§ 28 LVerfSchG, Nachrichtendienstliche Mittel gegen Landtagsabgeordnete

§ 28 LVerfSchG
Gesetz über den Verfassungsschutz im Lande Schleswig-Holstein (Landesverfassungsschutzgesetz - LVerfSchG)
Landesrecht Schleswig-Holstein
Titel: Gesetz über den Verfassungsschutz im Lande Schleswig-Holstein (Landesverfassungsschutzgesetz - LVerfSchG)
Normgeber: Schleswig-Holstein
Amtliche Abkürzung: LVerfSchG
Referenz: 12-2
Abschnitt: Abschnitt V – Kontrolle der Verfassungsschutzbehörde
 

Setzt die Verfassungsschutzbehörde nachrichtendienstliche Mittel gegen eine Abgeordnete oder einen Abgeordneten des Schleswig-Holsteinischen Landtages ein, hat sie die Präsidentin oder den Präsidenten des Schleswig-Holsteinischen Landtages umgehend hiervon zu unterrichten.
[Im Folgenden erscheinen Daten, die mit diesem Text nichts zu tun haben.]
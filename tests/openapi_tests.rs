mod common;

use common::{user_registry, user_schema};
use http::Method;
use serde_json::json;
use specsmith::openapi::{synthesize, ApiDoc, ApiInfo};
use specsmith::registry::{RegistryBuilder, RouteDescriptor};
use specsmith::schema::Schema;
use std::sync::Arc;

fn info() -> ApiInfo {
    ApiInfo::new("My API", "1.0.0")
}

#[test]
fn test_document_skeleton() {
    let doc = synthesize(&user_registry(), &info());
    assert_eq!(doc["openapi"], json!("3.0.0"));
    assert_eq!(doc["info"], json!({ "title": "My API", "version": "1.0.0" }));
    assert!(doc["paths"]["/users/{id}"]["get"].is_object());
}

#[test]
fn test_user_route_parameters_and_responses() {
    let doc = synthesize(&user_registry(), &info());
    let op = &doc["paths"]["/users/{id}"]["get"];

    let param = &op["parameters"][0];
    assert_eq!(param["name"], json!("id"));
    assert_eq!(param["in"], json!("path"));
    assert_eq!(param["required"], json!(true));
    assert_eq!(param["example"], json!("1212121"));
    assert_eq!(param["schema"]["minLength"], json!(3));

    // Responses by ascending status, each referencing its component schema.
    let responses = op["responses"].as_object().unwrap();
    let statuses: Vec<&str> = responses.keys().map(String::as_str).collect();
    assert_eq!(statuses, vec!["200", "400"]);
    assert_eq!(responses["200"]["description"], json!("Retrieve the user"));
    assert_eq!(
        responses["200"]["content"]["application/json"]["schema"]["$ref"],
        json!("#/components/schemas/User")
    );
}

#[test]
fn test_components_carry_enforced_schema_and_examples() {
    let doc = synthesize(&user_registry(), &info());
    let user = &doc["components"]["schemas"]["User"];
    // The documented schema is the enforced one, with the metadata examples
    // folded onto its properties.
    assert_eq!(user["properties"]["id"], json!({ "type": "string", "example": "123" }));
    assert_eq!(
        user["properties"]["name"],
        json!({ "type": "string", "example": "John Doe" })
    );
    assert_eq!(
        user["properties"]["age"],
        json!({ "type": "integer", "example": 42 })
    );
    assert_eq!(user["required"], json!(["id", "name", "age"]));
}

#[test]
fn test_synthesize_is_idempotent_and_byte_identical() {
    let registry = user_registry();
    let first = synthesize(&registry, &info());
    let second = synthesize(&registry, &info());
    assert_eq!(first, second);
    assert_eq!(
        serde_json::to_string(&first).unwrap(),
        serde_json::to_string(&second).unwrap()
    );
}

#[test]
fn test_paths_follow_registration_order() {
    let out = user_schema();
    let mut builder = RegistryBuilder::new();
    builder
        .register(RouteDescriptor::new(Method::GET, "/zebras", "list_zebras").response(200, out.clone(), "OK"))
        .unwrap();
    builder
        .register(RouteDescriptor::new(Method::GET, "/apples", "list_apples").response(200, out, "OK"))
        .unwrap();
    let doc = synthesize(&builder.build(), &info());

    let keys: Vec<&str> = doc["paths"].as_object().unwrap().keys().map(String::as_str).collect();
    assert_eq!(keys, vec!["/zebras", "/apples"]);
}

#[test]
fn test_methods_merge_under_one_path_item() {
    let out = user_schema();
    let mut builder = RegistryBuilder::new();
    builder
        .register(RouteDescriptor::new(Method::GET, "/users", "list_users").response(200, out.clone(), "OK"))
        .unwrap();
    builder
        .register(RouteDescriptor::new(Method::POST, "/users", "create_user").response(201, out, "Created"))
        .unwrap();
    let doc = synthesize(&builder.build(), &info());

    let item = doc["paths"]["/users"].as_object().unwrap();
    let methods: Vec<&str> = item.keys().map(String::as_str).collect();
    assert_eq!(methods, vec!["get", "post"]);
    assert_eq!(item["get"]["operationId"], json!("list_users"));
    assert_eq!(item["post"]["operationId"], json!("create_user"));
}

#[test]
fn test_request_body_is_documented_when_declared() {
    let body = Schema::new(json!({
        "type": "object",
        "properties": { "text": { "type": "string" } },
        "required": ["text"]
    }))
    .unwrap();
    let mut builder = RegistryBuilder::new();
    builder
        .register(
            RouteDescriptor::new(Method::POST, "/notes", "create_note")
                .body_schema(body)
                .response(201, user_schema(), "Created"),
        )
        .unwrap();
    let doc = synthesize(&builder.build(), &info());

    let rb = &doc["paths"]["/notes"]["post"]["requestBody"];
    assert_eq!(rb["required"], json!(true));
    assert_eq!(
        rb["content"]["application/json"]["schema"]["properties"]["text"]["type"],
        json!("string")
    );
}

#[test]
fn test_anonymous_schemas_are_inlined_not_componentized() {
    let anon = Schema::new(json!({ "type": "object" })).unwrap();
    let mut builder = RegistryBuilder::new();
    builder
        .register(RouteDescriptor::new(Method::GET, "/ping", "ping").response(200, anon, "OK"))
        .unwrap();
    let doc = synthesize(&builder.build(), &info());

    assert!(doc.get("components").is_none());
    assert_eq!(
        doc["paths"]["/ping"]["get"]["responses"]["200"]["content"]["application/json"]["schema"]
            ["type"],
        json!("object")
    );
}

#[test]
fn test_api_doc_caches_identical_document() {
    let doc = ApiDoc::new(Arc::new(user_registry()), info());
    let first = doc.document();
    let second = doc.document();
    // Same cached allocation, not just equal content.
    assert!(std::ptr::eq(first, second));
}

#[test]
fn test_api_doc_is_bound_to_its_registry() {
    let out = user_schema();
    let mut builder = RegistryBuilder::new();
    builder
        .register(RouteDescriptor::new(Method::GET, "/pets", "list_pets").response(200, out, "OK"))
        .unwrap();

    let users = ApiDoc::new(Arc::new(user_registry()), info());
    let pets = ApiDoc::new(Arc::new(builder.build()), info());
    assert!(users.document()["paths"]["/users/{id}"].is_object());
    assert!(pets.document()["paths"]["/pets"].is_object());
    assert!(pets.document()["paths"].get("/users/{id}").is_none());
}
Dies gilt auch, wenn sich der Einsatz nachrichtendienstlicher Mittel gegen eine im Schleswig-Holsteinischen Landtag vertretene politische Partei oder eine Untergliederung dieser Partei richtet. Im Falle des Satzes 1 sind der betroffenen Person nachrichtendienstliche Maßnahmen nach ihrer Einstellung mitzuteilen, wenn eine Gefährdung des Zwecks der Maßnahme ausgeschlossen werden kann. Lässt sich in diesem Zeitpunkt noch nicht abschließend beurteilen, ob diese Voraussetzung vorliegt, ist die Mitteilung vorzunehmen, sobald eine Gefährdung des Zwecks der Maßnahme ausgeschlossen werden kann. Einer Mitteilung bedarf es nicht, wenn diese Voraussetzung auch nach fünf Jahren noch nicht eingetreten ist. Nach der Mitteilung steht der betroffenen Person der Rechtsweg offen.